Foi então que ele decidiu apostar o que restava de suas economias em um novo negócio ao lado da irmã, Naira Ávila, que é mãe de João Guilherme.
“Peguei a última grana que eu tinha guardado e investi junto com a minha irmã numa clínica de estética, que depois virou uma franquia grande de estética, mas naquele momento era uma loja. Junto com o dinheiro, eu coloquei muito trabalho também. A gente tinha que fazer tudo, a gente cuidava do marketing, da parte comercial, da parte financeira”, contou ele.
Pe Lu completou: “Então, eu me vi saindo dessa posição de glamour, de sucesso e de fama para, de repente, ter reunião comercial, tendo que tentar comprar ponto no shopping e negociar coisas que eu nem sabia direito”.
O cantor contou também que muitas pessoas estranhavam vê-lo em reuniões de negócios, já que associavam seu nome ao sucesso da Restart.
“Durante uma boa parte desse processo, eu também me sentia mal, como se eu tivesse sido mal sucedido na minha empreitada, então eu fiz uma coisa, eu não consegui sustentar essa coisa no mesmo nível para sustentar minha vida. Isso passava pela minha cabeça e eu me sentia bem fracassado várias vezes”, disse.
Com o crescimento das clínicas, surgiu um novo desafio: administrar a carreira do sobrinho João Guilherme, filho de sua irmã com o cantor Leonardo.
“As clínicas foram crescendo e nesse processo a gente também começou a cuidar da carreira do João Guilherme. Cuidei da carreira dele por dez anos e, nos primeiros anos era isso, luta, briga, construção para que as marcas conhecessem ele, para que agências conhecessem ele, para que ele tivesse bons papéis. Várias vezes, de novo, eu me senti assim, que alguém me olhava e pensava: ‘Ué, mas você não é o cara daquela banda?’ O que aconteceu com o seu sucesso?”, contou.

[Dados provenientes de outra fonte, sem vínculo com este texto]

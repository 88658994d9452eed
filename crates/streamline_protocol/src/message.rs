#![forbid(unsafe_code)]

use crate::tags::Tags;

/// `USERNOTICE` subtypes keyed by the `msgID` tag.
#[derive(Debug, Clone, Copy, PartialEq, Eq, Hash)]
pub enum UserNoticeKind {
	SubNew,
	SubResub,
	SubGift,
	SubGiftAnon,
	SubGiftMystery,
	SubUpgrade,
	SubUpgradeAnon,
	Raid,
	Unraid,
	BitsBadgeTier,
	Reward,
}

impl UserNoticeKind {
	pub fn from_msg_id(msg_id: &str) -> Option<Self> {
		match msg_id {
			"sub" => Some(Self::SubNew),
			"resub" => Some(Self::SubResub),
			"subgift" => Some(Self::SubGift),
			"anonsubgift" => Some(Self::SubGiftAnon),
			"submysterygift" => Some(Self::SubGiftMystery),
			"giftpaidupgrade" => Some(Self::SubUpgrade),
			"anongiftpaidupgrade" => Some(Self::SubUpgradeAnon),
			"raid" => Some(Self::Raid),
			"unraid" => Some(Self::Unraid),
			"bitbadgetier" => Some(Self::BitsBadgeTier),
			"rewardgift" => Some(Self::Reward),
			_ => None,
		}
	}

	pub const fn as_str(self) -> &'static str {
		match self {
			Self::SubNew => "sub.new",
			Self::SubResub => "sub.resub",
			Self::SubGift => "sub.gift",
			Self::SubGiftAnon => "sub.gift.anon",
			Self::SubGiftMystery => "sub.gift.mystery",
			Self::SubUpgrade => "sub.upgrade",
			Self::SubUpgradeAnon => "sub.upgrade.anon",
			Self::Raid => "raid",
			Self::Unraid => "unraid",
			Self::BitsBadgeTier => "bits.badge-tier",
			Self::Reward => "reward",
		}
	}
}

/// Dispatch classification of a parsed line.
#[derive(Debug, Clone, PartialEq, Eq, Hash)]
pub enum MessageKind {
	/// Reply from the server itself (numeric or notice style).
	System,
	/// Server keepalive.
	Ping,
	Join,
	Part,
	ChatMessage,
	ChatRedeem,
	Bits,
	UserNotice(UserNoticeKind),
	/// `USERNOTICE` with a `msgID` outside the known table (or none at all).
	UnknownUserNotice(Option<String>),
	/// Any other command, passed through verbatim.
	Command(String),
}

impl MessageKind {
	/// Dotted event type used as the bridge key.
	pub fn event_type(&self) -> &str {
		match self {
			Self::System => "system",
			Self::Ping => "ping",
			Self::Join => "join",
			Self::Part => "part",
			Self::ChatMessage => "chat.message",
			Self::ChatRedeem => "chat.redeem",
			Self::Bits => "bits",
			Self::UserNotice(kind) => kind.as_str(),
			Self::UnknownUserNotice(_) => "unknown",
			Self::Command(cmd) if cmd.is_empty() => "unknown",
			Self::Command(cmd) => cmd,
		}
	}
}

/// One parsed protocol line.
#[derive(Debug, Clone, PartialEq, Eq)]
pub struct Message {
	pub kind: MessageKind,

	/// Sender prefix of a system reply.
	pub from: Option<String>,

	pub command: Option<String>,

	/// Channel name without the leading `#`.
	pub channel: Option<String>,

	pub tags: Option<Tags>,

	/// Trailing text.
	pub message: Option<String>,

	/// Numeric reply code of a system reply.
	pub seq: Option<u16>,

	/// Raw `:nick!user@host` prefix of a regular line.
	pub source: Option<String>,
}

impl Message {
	pub fn new(kind: MessageKind) -> Self {
		Self {
			kind,
			from: None,
			command: None,
			channel: None,
			tags: None,
			message: None,
			seq: None,
			source: None,
		}
	}

	pub fn event_type(&self) -> &str {
		self.kind.event_type()
	}

	/// Login name from the `:nick!user@host` prefix.
	pub fn nick(&self) -> Option<&str> {
		let source = self.source.as_deref()?.strip_prefix(':')?;
		Some(source.split_once('!').map_or(source, |(nick, _)| nick))
	}
}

Mesmo atuando em outras áreas, Pe Lu nunca abandonou a música. Em paralelo, criou o projeto solo Selva, que, segundo ele, só foi possível graças à estabilidade conquistada com os outros negócios.
“É um projeto musical extremamente bem sucedido em milhões de streams, que deu bastante dinheiro para gente durante os anos de existência dele, só que como todo projeto musical, ele demandava tempo. Eu precisei de tempo e grana para que ele rodasse. E eu consegui ter tempo e ter grana porque eu tinha outros projetos e outras coisas paralelas à minha carreira permitindo isso”, revelou.
Ao compartilhar sua história, o cantor disse que pretende incentivar outros artistas a não enxergarem um trabalho paralelo como sinal de fracasso.
“Por que é que eu estou contando essa essa fofoca? É porque se você é um artista e independente, independente do momento da vida que está, e tem uma outra profissão ou você precisa de um outro negócio para que a sua carreira seja viável, nunca sinta vergonha disso ou nunca se sinta como eu senti lá atrás, o fracassado”, falou.
Por fim, Pe Lu reforçou que construir uma carreira sólida leva tempo e que ter outras fontes de renda faz parte da realidade de muitos artistas.
“Carreiras demoram para serem construídas. Talvez você consiga chegar lá, consiga ganhar grana da sua carreira e, ainda assim, essa grana pode não ser suficiente para você sustentar sua vida, para você ter o padrão que você quer e você vai seguir tendo outros negócios, outras frentes, e está tudo bem se essa for a sua opção. Mais que isso, está tudo bem você precisar de grana, precisar trabalhar em outros lugares e colocar energia em outros lugares para construir a sua carreira”.